AI-Assisted Engineering
Accountability and Equal Standards
Summary
The directing engineer remains fully accountable for AI-assisted work, which meets the same principles and standards as work authored entirely by a human.
Reasoning
An AI tool does not assume responsibility for the correctness, quality, security, or compliance of its output. The engineer directing its use remains responsible for evaluating and maintaining every resulting engineering artifact.
The method used to produce engineering work does not change the outcomes expected of it. AI assistance does not change which principles and standards apply.
Implemented By These Standards
Risk-Proportionate Scrutiny
Summary
Scrutiny of AI-assisted work increases with its security, safety, or regulatory impact and includes relevant domain expertise for high-risk work.
Reasoning
The consequence of an incorrect output differs by context. A defect in authentication, clinical logic, or another high-impact capability can cause harm beyond the code path in which it appears.

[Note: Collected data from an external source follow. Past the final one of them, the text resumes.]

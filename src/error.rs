use thiserror::Error;

use crate::capture::{LogError, WizardError};
use crate::models::ParseError;
use crate::roster::RosterError;

#[derive(Debug, Error)]
pub enum AppError {
    #[error("I/O error: {0}")]
    Io(#[from] std::io::Error),

    #[error("JSON error: {0}")]
    Json(#[from] serde_json::Error),

    #[error("TOML serialization error: {0}")]
    TomlSerialize(#[from] toml::ser::Error),

    #[error("TOML deserialization error: {0}")]
    TomlDeserialize(#[from] toml::de::Error),

    #[error("Configuration error: {0}")]
    Config(String),

    #[error("Log setup error: {0}")]
    LogSetup(String),

    // Persistence errors
    #[error("Game not found: {id}")]
    GameNotFound { id: String },

    #[error("Team not found: {id}")]
    TeamNotFound { id: String },

    #[error("Cannot {operation} a {entity} without an id")]
    MissingId {
        entity: &'static str,
        operation: &'static str,
    },

    #[error("Team name is already taken: {name}")]
    TeamAlreadyExists { name: String },

    #[error("Storage error: {0}")]
    Storage(String),

    // Game lifecycle errors
    #[error("Game cannot end in a tie ({home}-{away}); record the deciding goal before finalizing")]
    TiedGame { home: u32, away: u32 },

    #[error("Game setup is invalid: {0}")]
    InvalidSetup(String),

    #[error("Capture error: {0}")]
    Wizard(#[from] WizardError),

    #[error("Event log error: {0}")]
    EventLog(#[from] LogError),

    #[error("Roster error: {0}")]
    Roster(#[from] RosterError),

    #[error("Import error: {0}")]
    Parse(#[from] ParseError),
}

impl AppError {
    /// Create a configuration error with context
    pub fn config_error(msg: impl Into<String>) -> Self {
        Self::Config(msg.into())
    }

    /// Create a log setup error with context
    pub fn log_setup_error(msg: impl Into<String>) -> Self {
        Self::LogSetup(msg.into())
    }

    /// Create a storage error with context
    pub fn storage_error(msg: impl Into<String>) -> Self {
        Self::Storage(msg.into())
    }

    /// Create an invalid setup error, usually from a joined list of field errors
    pub fn invalid_setup(msg: impl Into<String>) -> Self {
        Self::InvalidSetup(msg.into())
    }

    pub fn game_not_found(id: impl Into<String>) -> Self {
        Self::GameNotFound { id: id.into() }
    }

    pub fn team_not_found(id: impl Into<String>) -> Self {
        Self::TeamNotFound { id: id.into() }
    }

    pub fn missing_id(entity: &'static str, operation: &'static str) -> Self {
        Self::MissingId { entity, operation }
    }

    /// Check if error indicates data not found (business logic, not technical error)
    pub fn is_not_found(&self) -> bool {
        matches!(
            self,
            AppError::GameNotFound { .. }
                | AppError::TeamNotFound { .. }
                | AppError::EventLog(LogError::UnknownEvent { .. })
        )
    }

    /// Errors the operator can fix in place without losing the current game.
    pub fn is_recoverable(&self) -> bool {
        matches!(
            self,
            AppError::TiedGame { .. }
                | AppError::InvalidSetup(_)
                | AppError::Wizard(_)
                | AppError::Roster(_)
                | AppError::Io(_)
                | AppError::Storage(_)
        )
    }
}

#[cfg(test)]
mod tests {
    use super::*;

    #[test]
    fn test_config_error_helper() {
        let error = AppError::config_error("Invalid configuration");
        assert!(matches!(error, AppError::Config(_)));
        assert_eq!(
            error.to_string(),
            "Configuration error: Invalid configuration"
        );
    }

    #[test]
    fn test_log_setup_error_helper() {
        let error = AppError::log_setup_error("Failed to initialize logger");
        assert!(matches!(error, AppError::LogSetup(_)));
        assert_eq!(
            error.to_string(),
            "Log setup error: Failed to initialize logger"
        );
    }

    #[test]
    fn test_tied_game_message() {
        let error = AppError::TiedGame { home: 2, away: 2 };
        assert_eq!(
            error.to_string(),
            "Game cannot end in a tie (2-2); record the deciding goal before finalizing"
        );
        assert!(error.is_recoverable());
    }

    #[test]
    fn test_missing_id_message() {
        let error = AppError::missing_id("game", "update");
        assert_eq!(error.to_string(), "Cannot update a game without an id");
    }

    #[test]
    fn test_not_found_classification() {
        assert!(AppError::game_not_found("abc").is_not_found());
        assert!(AppError::team_not_found("abc").is_not_found());
        assert!(AppError::EventLog(LogError::UnknownEvent { id: 4 }).is_not_found());
        assert!(!AppError::config_error("x").is_not_found());
        assert!(!AppError::TiedGame { home: 1, away: 1 }.is_not_found());
    }

    #[test]
    fn test_domain_errors_convert() {
        let error: AppError = WizardError::TooManyAssists { count: 3 }.into();
        assert!(matches!(error, AppError::Wizard(_)));

        let error: AppError = RosterError::GoalieCount {
            expected: 2,
            actual: 1,
        }
        .into();
        assert!(error.to_string().starts_with("Roster error: "));
    }

    #[test]
    fn test_error_display_formats() {
        let errors = vec![
            AppError::config_error("test config error"),
            AppError::log_setup_error("test log error"),
            AppError::storage_error("disk full"),
            AppError::invalid_setup("Home team must be selected"),
            AppError::game_not_found("g1"),
            AppError::team_not_found("t1"),
            AppError::missing_id("team", "delete"),
            AppError::TeamAlreadyExists {
                name: "Steaua".to_string(),
            },
            AppError::TiedGame { home: 0, away: 0 },
        ];

        for error in errors {
            let display_string = error.to_string();
            assert!(
                display_string.len() > 5,
                "Error display should be descriptive: {error:?}"
            );
        }
    }
}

Additional review by people who understand the affected domain provides context that general code review cannot supply and keeps the depth of verification proportionate to the potential impact.
Implemented By These Standards
Understanding Before Adoption
Summary
AI-assisted output is adopted only once the responsible engineer understands it well enough to explain, justify, and maintain it.
Reasoning
Without understanding an output's behaviour and implementation, the responsible engineer cannot explain its decisions or maintain the result. Faster production does not replace that understanding.
Implemented By These Standards
AI Contribution Traceability
Summary
A material AI contribution remains disclosed with enough context to identify its role in a code change or incident response.
Reasoning
Accountability depends on knowing where AI assistance materially influenced an engineering outcome. Disclosure gives reviewers the context needed to assess an assisted change and preserves an accurate record of how incident conclusions and actions were reached.
Identifying the affected work is more useful than recording AI use without its scope. It allows later investigation to distinguish an AI contribution from the human decisions that accepted or acted on it.
Implemented By These Standards
Suitable AI Tools
Summary
Engineering work uses AI tools whose terms and controls are suitable for the work and information entrusted to them.
Reasoning
AI tools differ in how they protect and use organisational code and data. Suitability depends on whether a tool's terms and controls are acceptable for the work and information involved. Capability, convenience, and cost do not establish suitability on their own.
Implemented By These Standards
Intellectual Property
Summary
AI-assisted output is adopted only when any third-party material it contains can be used lawfully.
Reasoning
AI-generated output can contain third-party material without carrying the right to use it. Reviewing output before adoption prevents that material from entering an engineering artifact without permission.
Implemented By These Standards
Confidentiality
Summary
Confidential material is submitted to an AI tool only when its handling terms preserve that confidentiality.
Reasoning
Submitting confidential or proprietary material to an AI tool can expose it to provider retention, reuse, or access. Restricting submissions to tools whose handling terms preserve confidentiality keeps the material within its intended controls.